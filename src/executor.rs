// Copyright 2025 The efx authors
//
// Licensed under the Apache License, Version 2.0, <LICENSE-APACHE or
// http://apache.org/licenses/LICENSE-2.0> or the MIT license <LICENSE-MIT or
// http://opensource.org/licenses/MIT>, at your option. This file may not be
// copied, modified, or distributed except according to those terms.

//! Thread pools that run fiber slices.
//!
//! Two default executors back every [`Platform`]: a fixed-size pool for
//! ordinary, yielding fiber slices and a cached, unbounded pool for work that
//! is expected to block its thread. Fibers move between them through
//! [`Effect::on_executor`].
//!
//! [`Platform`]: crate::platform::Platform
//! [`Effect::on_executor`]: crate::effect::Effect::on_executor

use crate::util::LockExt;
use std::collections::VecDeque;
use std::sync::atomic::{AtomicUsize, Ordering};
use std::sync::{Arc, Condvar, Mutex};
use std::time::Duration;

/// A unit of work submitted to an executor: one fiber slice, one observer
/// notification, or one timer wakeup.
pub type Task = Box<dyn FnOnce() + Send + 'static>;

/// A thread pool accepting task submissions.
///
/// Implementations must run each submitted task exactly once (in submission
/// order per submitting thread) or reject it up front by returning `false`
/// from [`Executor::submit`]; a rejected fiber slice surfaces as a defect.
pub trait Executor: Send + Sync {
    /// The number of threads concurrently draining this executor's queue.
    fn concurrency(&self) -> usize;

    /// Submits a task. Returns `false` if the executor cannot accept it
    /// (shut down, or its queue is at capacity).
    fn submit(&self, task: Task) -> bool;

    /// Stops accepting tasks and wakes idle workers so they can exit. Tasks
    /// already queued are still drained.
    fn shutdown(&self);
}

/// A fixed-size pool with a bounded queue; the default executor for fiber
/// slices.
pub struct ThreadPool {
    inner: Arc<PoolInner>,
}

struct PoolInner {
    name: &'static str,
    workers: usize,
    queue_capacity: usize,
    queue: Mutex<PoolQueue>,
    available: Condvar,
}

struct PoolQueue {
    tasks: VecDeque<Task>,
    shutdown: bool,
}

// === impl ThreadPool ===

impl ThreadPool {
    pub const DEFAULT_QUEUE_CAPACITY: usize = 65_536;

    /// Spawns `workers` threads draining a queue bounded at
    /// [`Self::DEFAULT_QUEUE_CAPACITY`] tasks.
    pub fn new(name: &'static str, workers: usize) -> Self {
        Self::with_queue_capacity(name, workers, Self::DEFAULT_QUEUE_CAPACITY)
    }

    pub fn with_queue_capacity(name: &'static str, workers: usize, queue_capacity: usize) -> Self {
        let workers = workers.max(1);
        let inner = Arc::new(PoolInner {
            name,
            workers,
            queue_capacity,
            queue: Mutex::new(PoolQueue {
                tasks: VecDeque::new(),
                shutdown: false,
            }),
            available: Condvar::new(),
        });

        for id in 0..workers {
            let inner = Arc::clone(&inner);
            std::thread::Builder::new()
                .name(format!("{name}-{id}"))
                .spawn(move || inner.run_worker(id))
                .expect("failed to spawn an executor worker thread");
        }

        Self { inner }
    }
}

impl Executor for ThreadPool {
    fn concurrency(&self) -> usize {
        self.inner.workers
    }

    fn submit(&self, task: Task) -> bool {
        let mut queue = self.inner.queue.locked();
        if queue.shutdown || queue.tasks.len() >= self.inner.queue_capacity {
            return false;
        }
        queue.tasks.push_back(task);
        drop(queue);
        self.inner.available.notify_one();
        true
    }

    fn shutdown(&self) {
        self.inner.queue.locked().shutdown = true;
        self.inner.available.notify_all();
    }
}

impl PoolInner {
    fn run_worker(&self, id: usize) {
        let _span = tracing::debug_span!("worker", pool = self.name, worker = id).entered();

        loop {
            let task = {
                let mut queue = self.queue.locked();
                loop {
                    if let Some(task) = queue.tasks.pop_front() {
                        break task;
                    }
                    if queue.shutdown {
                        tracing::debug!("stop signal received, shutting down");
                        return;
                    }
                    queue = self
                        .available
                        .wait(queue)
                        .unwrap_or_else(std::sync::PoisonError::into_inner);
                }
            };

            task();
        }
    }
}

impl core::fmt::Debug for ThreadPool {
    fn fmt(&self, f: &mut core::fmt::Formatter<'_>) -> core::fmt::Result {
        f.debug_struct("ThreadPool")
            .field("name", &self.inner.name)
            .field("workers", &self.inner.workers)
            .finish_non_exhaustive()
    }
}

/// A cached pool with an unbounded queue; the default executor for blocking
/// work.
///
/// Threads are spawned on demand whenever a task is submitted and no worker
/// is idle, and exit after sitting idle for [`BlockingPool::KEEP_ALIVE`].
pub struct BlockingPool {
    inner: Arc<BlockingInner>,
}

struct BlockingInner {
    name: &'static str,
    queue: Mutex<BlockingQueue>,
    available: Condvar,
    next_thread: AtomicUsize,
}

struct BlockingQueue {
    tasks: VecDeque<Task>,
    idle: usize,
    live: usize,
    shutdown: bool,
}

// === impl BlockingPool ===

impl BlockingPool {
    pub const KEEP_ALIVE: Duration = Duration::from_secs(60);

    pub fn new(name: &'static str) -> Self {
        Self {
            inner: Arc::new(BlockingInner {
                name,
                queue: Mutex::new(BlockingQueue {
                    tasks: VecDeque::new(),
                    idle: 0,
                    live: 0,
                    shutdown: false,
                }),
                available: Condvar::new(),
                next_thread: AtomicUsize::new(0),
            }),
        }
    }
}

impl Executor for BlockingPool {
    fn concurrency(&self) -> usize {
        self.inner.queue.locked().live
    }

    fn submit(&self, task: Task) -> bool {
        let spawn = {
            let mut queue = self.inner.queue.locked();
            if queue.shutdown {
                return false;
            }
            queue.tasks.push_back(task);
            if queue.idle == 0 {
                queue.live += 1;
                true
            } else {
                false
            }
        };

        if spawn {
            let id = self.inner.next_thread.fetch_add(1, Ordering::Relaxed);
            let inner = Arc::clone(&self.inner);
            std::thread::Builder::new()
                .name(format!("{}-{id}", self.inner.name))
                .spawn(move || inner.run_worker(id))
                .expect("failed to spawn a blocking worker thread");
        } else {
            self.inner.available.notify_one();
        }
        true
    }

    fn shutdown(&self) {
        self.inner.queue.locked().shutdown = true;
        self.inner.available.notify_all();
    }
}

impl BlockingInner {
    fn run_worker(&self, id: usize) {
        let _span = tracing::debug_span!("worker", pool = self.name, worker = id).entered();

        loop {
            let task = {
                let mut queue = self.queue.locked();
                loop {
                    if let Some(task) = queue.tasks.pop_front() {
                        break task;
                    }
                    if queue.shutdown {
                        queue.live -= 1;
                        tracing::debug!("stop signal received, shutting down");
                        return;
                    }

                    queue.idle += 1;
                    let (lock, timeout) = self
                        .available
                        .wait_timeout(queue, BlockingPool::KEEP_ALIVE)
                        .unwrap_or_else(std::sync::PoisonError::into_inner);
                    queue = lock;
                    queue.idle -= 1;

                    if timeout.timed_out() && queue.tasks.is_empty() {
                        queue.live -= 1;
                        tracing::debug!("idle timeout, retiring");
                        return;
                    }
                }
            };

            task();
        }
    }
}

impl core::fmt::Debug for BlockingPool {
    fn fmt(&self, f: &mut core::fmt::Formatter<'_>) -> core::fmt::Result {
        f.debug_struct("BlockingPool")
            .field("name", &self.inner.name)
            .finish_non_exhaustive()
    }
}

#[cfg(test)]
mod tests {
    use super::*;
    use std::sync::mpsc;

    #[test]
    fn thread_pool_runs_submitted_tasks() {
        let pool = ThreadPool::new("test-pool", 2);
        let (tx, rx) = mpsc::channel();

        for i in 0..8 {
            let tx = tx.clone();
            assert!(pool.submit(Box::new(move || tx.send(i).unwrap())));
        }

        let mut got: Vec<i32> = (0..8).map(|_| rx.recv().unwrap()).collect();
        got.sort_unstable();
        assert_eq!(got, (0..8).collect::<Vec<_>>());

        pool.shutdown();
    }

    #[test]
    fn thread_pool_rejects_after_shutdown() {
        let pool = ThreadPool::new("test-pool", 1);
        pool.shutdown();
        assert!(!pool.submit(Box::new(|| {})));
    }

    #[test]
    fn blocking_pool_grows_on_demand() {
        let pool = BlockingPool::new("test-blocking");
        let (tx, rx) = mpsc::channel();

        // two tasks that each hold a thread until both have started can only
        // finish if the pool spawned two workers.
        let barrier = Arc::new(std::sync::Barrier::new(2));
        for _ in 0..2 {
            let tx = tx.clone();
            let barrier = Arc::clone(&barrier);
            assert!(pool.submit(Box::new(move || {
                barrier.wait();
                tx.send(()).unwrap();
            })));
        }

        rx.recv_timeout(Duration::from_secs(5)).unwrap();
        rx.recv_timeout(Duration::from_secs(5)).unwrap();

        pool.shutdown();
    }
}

---

Assigned task ▸ Considering the records line by line, how many lines hold the string "VecDeque"? Say only the number.

Written answer ▸ 5